I've had several conversations with individuals that centered around capacity planning and whether we needed to buy more hardware. A lot of the information I've collected on this subject is directly from Craig Shallahamer at OraPub. I also recommend reading Neil Gunther Guerrilla Capacity Planning , although Craig deals more directly with how to apply capacity planning, and forecasting to Oracle, Neil Gunther applies to all systems. This post is my interpretation of their material (not only websites but books as well), as well as some of the research I've done in demonstrating their material on my own systems.
I've collected stats at not only the OS level, but within Oracle as well. I've use SAR and IOSTAT from an operating system view, and then within Oracle the wait interface as well as the time model views that are collect valuable information about the OS. I can say where the performance problems reside and why hardware is not the cause. In other words we haven't reached capacity within the CPUs or the IO subsystem. However, I've heard -- "... things are running slow we need more hardware."

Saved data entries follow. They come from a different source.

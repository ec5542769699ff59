pub mod routes;
pub mod state;

use axum::Router;
use state::ApiState;
use tower_http::trace::TraceLayer;

/// Build the admin router with all `/dhcp/*` routes.
pub fn build_router(state: ApiState) -> Router {
    Router::new()
        .nest("/dhcp", routes::dhcp::router())
        .with_state(state)
        .layer(TraceLayer::new_for_http())
}
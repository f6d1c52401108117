//! Stage command - Request a stage transition for a ticket

use std::path::Path;

use dialoguer::Confirm;

use crate::errors::Result;
use crate::session::{ConfirmOutcome, RequestOutcome, RollbackPrompt, StageSession};

use super::Workspace;

/// Request a move to `to` as `role`. Rollbacks ask for confirmation unless
/// `yes` is set.
pub async fn run(cwd: Option<&Path>, id: &str, role: &str, to: i64, yes: bool) -> Result<()> {
    let role = crate::cli::parse_role(role)?;
    let workspace = Workspace::locate(cwd)?;
    let mut session = StageSession::open(workspace.store.clone(), id, role)
        .await?
        .with_flash_duration(workspace.config.flash_duration());
    let mut events = session.subscribe();

    match session.request_stage(to).await? {
        RequestOutcome::Committed { from, to } => {
            println!("{}: {} -> {}", id, from, to);
        }
        RequestOutcome::Denied { reason } => {
            println!("{}: unchanged at {} ({})", id, session.ticket().stage(), reason);
        }
        RequestOutcome::AwaitingConfirmation(prompt) => {
            if yes || ask(&prompt).await {
                match session.confirm_rollback().await? {
                    ConfirmOutcome::Committed { from, to } => {
                        println!("{}: {} -> {}", id, from, to);
                    }
                    ConfirmOutcome::Discarded { reason } => {
                        println!("{}: rollback dropped ({})", id, reason);
                    }
                    ConfirmOutcome::NothingPending => {}
                }
            } else {
                session.cancel_rollback();
                println!("{}: rollback cancelled, still at {}", id, session.ticket().stage());
            }
        }
    }

    while let Ok(event) = events.try_recv() {
        if event.notifies_client() {
            println!("Client notice: {}", event.notice());
        }
    }
    Ok(())
}

async fn ask(prompt: &RollbackPrompt) -> bool {
    let text = prompt.notice.clone();
    tokio::task::spawn_blocking(move || {
        Confirm::new()
            .with_prompt(text)
            .default(false)
            .interact()
            .unwrap_or(false)
    })
    .await
    .unwrap_or(false)
}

Hardware can mask the performance tuning needs, but its only a band-aid not the cure. Admittedly ordering additionally hardware and bringing it online can be done in a shorter time frame then tuning the application, especially if waste is prevalent in the application. But you have to know what hardware will give you the performance increase desired. And understanding CPU utilization will provide you the knowledge required to make an informed decision.
What is CPU Utilization? Its a percentage that is shown in the upper portion of a TOP command in Linux, as well is displayed by SAR in Linux.
Cpu(s): 13.3% us, 6.0% sy, 0.0% ni, 78.0% id, 2.0% wa
We know how to find it, but what does it really mean? CPU utilization equals the service time multiplied by the arrival rate divided by number of queues. That's a little better picture, but that leads to additional questions like where do I find the arrival rate or service times and how many queues exist on my system.
For CPUs the number of queues equal the number of CPUS. If I have a 4 CPU dual core box, that's 8 CPUs -- or 8 queues. A CPU is one queue because it can service one request at a time. If I have 8 CPUs I can service 8 request simultaneously.
The Arrival rate is how fast the work load is arriving at the CPU. To figure this out you have to decide on what is the workload. With Oracle there are many different stats that can be used to make this determination. I haven't found any hard and fast rules. On the current database I work with I usually choose IO, both logical and physical, as it is a DSS so there's a lot of IO occurring. For other systems block changes or user calls may characterize the workload. To calculate the workload's arrival rate, simply take random samples of the stats over a given period of time. Within Oracle you utilize the v$sysstat view keying in on the interested stats. Since this view is cumulative from startup of the instance, you run the query twice and then subtract the first numbers from the second query to get the deltas.
Once you have your Delta you divide by the sample time.
So now I have the arrival rate, the number of transactions (number of IOs) occurring over time. Next I need to find my Service time.
The service time I'm going to derive from the other values. What I've found is that when calculating this value for Oracle it is actually the response time and not the service time, as it will include the wait time within Oracle. The formula for service time is Utilization multiplied by Queues divided by Arrival Rate:
S = U*M/Arrival Rate
Now that I have all these numbers what does it mean to the system?
There is an interesting relationship between CPU utilization and response time. By increasing the CPU utilization the response time will actually increase. An increase in response time means jobs are processing longer because transactions are taking longer. Why? Transactions will take longer because the CPU utilization increases, the arrival rate has increased which means the same number of CPUs are trying to service an increased number of transactions. If the arrival rate has increased significantly enough, queuing begins to occur which can be seen from the OS by using TOP in Linux -- The run queue.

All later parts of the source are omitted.